Полагаю, что любоваться во мне было нечем. Я исхудала как скелет, выросла; лицо мое, все черты стали длиннее, волосы лезли, и я была бледна как смерть. Я сама видела, что я безобразна как пугало, не могла узнать себя. В этот день Императрица прислала мне баночку румян и приказала нарумяниться.

Как скоро наступила весна, хорошая погода, Великий Князь стал тоже посещать нас. Он предпочитал гулять, стрелять, охотиться в московских окрестностях. Но по временам он приходил к нам обедать или ужинать и тут по-прежнему пускался со мною в ребяческие откровенности.

Моя свадьба была отложена до 21 августа старого стиля 1745 г., когда и совершилась со всем великолепием, какое можно только вообразить. Празднества продолжались 10 дней, и двор имел еще весь тот блеск и важность, какие внесла в него императрица Анна.


Из «Жизни и приключений Андрея Болотова, описанных самим им для своих потомков»:


Что касается до императорского дома, то был он тогда деревянный и не весьма хотя высокий, но довольно просторный и обширный, со многими и разными флигелями. Но дворец сей был не настоящий и построенный на берегу Мойки, подле самого полицейского моста, на самом том месте, где воздвигнут ныне огромный и великолепный дом для дворянского собрания или клуба. Он был временный и построен тут для пребывания императорской фамилии на то только время, покуда строился тогда большой Зимний дворец, подле Адмиралтейства, на берегу Невы реки, который, существуя и поныне, был обиталищем великой Екатерины и который тогда только что отстраивался… В сем-то деревянном дворце препроводила последние годы жизни своей и скончалась покойная императрица Елисавета Петровна.

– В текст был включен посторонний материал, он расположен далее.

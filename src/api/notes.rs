//! Notes nested under a contact.

use axum::{
    extract::{rejection::JsonRejection, Path, State},
    http::StatusCode,
    response::IntoResponse,
    Extension, Json,
};
use serde_json::{json, Value};

use crate::api::json_body;
use crate::auth::AuthUser;
use crate::error::{AppError, AppResult};
use crate::http::response::ApiResponse;
use crate::http::server::AppState;
use crate::models::note::normalize_note_body;
use crate::models::{Contact, Note};
use crate::processing::process_note;

const BODY_REQUIRED: &str = "Note body is required";

async fn ensure_contact(state: &AppState, contact_id: i64, user_id: i64) -> AppResult<()> {
    Contact::find_owned(&state.pool, contact_id, user_id)
        .await?
        .map(|_| ())
        .ok_or_else(contact_not_found)
}

fn contact_not_found() -> AppError {
    AppError::not_found("Contact not found or not authorized")
}

fn note_not_found() -> AppError {
    AppError::not_found("Note not found or not authorized")
}

fn required_body(payload: &Value) -> AppResult<String> {
    normalize_note_body(payload).ok_or_else(|| AppError::bad_request(BODY_REQUIRED))
}

pub async fn list(
    State(state): State<AppState>,
    Extension(auth): Extension<AuthUser>,
    Path(contact_id): Path<i64>,
) -> AppResult<Json<ApiResponse<Vec<Note>>>> {
    ensure_contact(&state, contact_id, auth.id).await?;
    let notes = Note::list_for_contact(&state.pool, contact_id, auth.id).await?;
    Ok(Json(ApiResponse::list(notes)))
}

pub async fn get(
    State(state): State<AppState>,
    Extension(auth): Extension<AuthUser>,
    Path((contact_id, id)): Path<(i64, i64)>,
) -> AppResult<Json<ApiResponse<Note>>> {
    let note = Note::find_owned(&state.pool, id, contact_id, auth.id)
        .await?
        .ok_or_else(note_not_found)?;
    Ok(Json(ApiResponse::data(note)))
}

pub async fn create(
    State(state): State<AppState>,
    Extension(auth): Extension<AuthUser>,
    Path(contact_id): Path<i64>,
    payload: Result<Json<Value>, JsonRejection>,
) -> AppResult<impl IntoResponse> {
    // Ownership is checked before the payload is looked at.
    ensure_contact(&state, contact_id, auth.id).await?;
    let body = required_body(&json_body(payload)?)?;

    let note = Note::create(&state.pool, contact_id, auth.id, &body).await?;

    let pool = state.pool.clone();
    let pending = note.clone();
    tokio::spawn(async move {
        if let Err(e) = process_note(&pool, &pending).await {
            tracing::error!(note_id = pending.id, error = %e, "Note processing failed");
        }
    });

    Ok((StatusCode::CREATED, Json(ApiResponse::data(note))))
}

pub async fn update(
    State(state): State<AppState>,
    Extension(auth): Extension<AuthUser>,
    Path((contact_id, id)): Path<(i64, i64)>,
    payload: Result<Json<Value>, JsonRejection>,
) -> AppResult<Json<ApiResponse<Note>>> {
    let body = required_body(&json_body(payload)?)?;

    Note::find_owned(&state.pool, id, contact_id, auth.id)
        .await?
        .ok_or_else(note_not_found)?;
    let note = Note::update_body(&state.pool, id, auth.id, &body)
        .await?
        .ok_or_else(note_not_found)?;
    Ok(Json(ApiResponse::data(note)))
}

pub async fn delete(
    State(state): State<AppState>,
    Extension(auth): Extension<AuthUser>,
    Path((contact_id, id)): Path<(i64, i64)>,
) -> AppResult<Json<ApiResponse<Value>>> {
    Note::find_owned(&state.pool, id, contact_id, auth.id)
        .await?
        .ok_or_else(note_not_found)?;
    if !Note::delete(&state.pool, id, auth.id).await? {
        return Err(note_not_found());
    }
    Ok(Json(ApiResponse::with_message("Note deleted successfully", json!({}))))
}

#[cfg(test)]
mod tests {
    use super::*;
    use axum::body::to_bytes;
    use axum::http::StatusCode;

    async fn message(err: AppError) -> (StatusCode, String) {
        let response = err.into_response();
        let status = response.status();
        let body = to_bytes(response.into_body(), usize::MAX).await.unwrap();
        let json: Value = serde_json::from_slice(&body).unwrap();
        (status, json["message"].as_str().unwrap().to_string())
    }

    #[tokio::test]
    async fn test_not_found_messages() {
        assert_eq!(
            message(note_not_found()).await,
            (StatusCode::NOT_FOUND, "Note not found or not authorized".to_string())
        );
        assert_eq!(
            message(contact_not_found()).await,
            (StatusCode::NOT_FOUND, "Contact not found or not authorized".to_string())
        );
    }

    #[tokio::test]
    async fn test_required_body() {
        assert_eq!(required_body(&json!({ "content": "hi" })).unwrap(), "hi");

        let err = required_body(&json!({ "title": "no body" })).unwrap_err();
        assert_eq!(
            message(err).await,
            (StatusCode::BAD_REQUEST, BODY_REQUIRED.to_string())
        );
    }
}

Из «Записок» Екатерины II:


…Я приехала в Россию с весьма плохим гардеробом. Много, если у меня было три или четыре платья, между тем как при Русском дворе переодевались по три раза в день. Все мое белье состояло из дюжины рубашек, и я спала на матушкиных простынях. Надо заметить, что в то время кокетство было в большом ходу при дворе и все только и думали, как бы ухитриться и перещеголять друг друга нарядом. Помню, однажды я узнала, что все шьют себе новые и самые лучшие платья к одному из таких маскарадов; я была в отчаянии, не имея возможности перещеголять других дам, и выдумала себе свой наряд. Лиф моего платья был из белого гродетура (у меня тогда была очень тонкая талия), юбка из той же материи; волосы мои, длинные, густые и очень красивые, я велела зачесать назад и перевязать красною лентою, что называется лисьим хвостом; на голову я приколола всего один большой розан и другой, нераспустившийся, с листьями (они были сделаны так искусно, что можно было принять их за живые), еще я приколола к корсету; на шею надела чрезвычайно белый газовый шарф, на руки манжеты и передник из того же газу. В этом наряде я отправилась на бал и только что взошла, как заметила, что наряд мой обратил на себя общее внимание. Не останавливаясь, я прошла поперек галереи и явилась в комнатах, находившихся напротив галереи. Там меня встретила Императрица и воскликнула: «Боже мой, какая простота! Зачем нет мушки?» Я засмеялась и отвечала: для того, чтобы быть легче. Она вынула из кармана коробочку с мушками, достала одну средней величины и налепила мне на лицо. Оставив Императрицу, я поспешила в галерею и показала мушку ближайшим моим дамам, и также императрицыным любимицам. Будучи в очень веселом расположении духа, я танцевала больше обыкновенного и не помню, чтобы когда-нибудь во всю мою жизнь я слышала от всех столько похвал, как в этот вечер. Про меня говорили, что я хороша как день и как-то особенно сияю. Сказать правду, я никогда не думала про себя, что я была особенно хороша, но я нравилась и полагаю, что в этом заключалась моя сила. Я возвратилась домой очень довольная изобретенным мною простым нарядом, тем более что на других были богатейшие платья.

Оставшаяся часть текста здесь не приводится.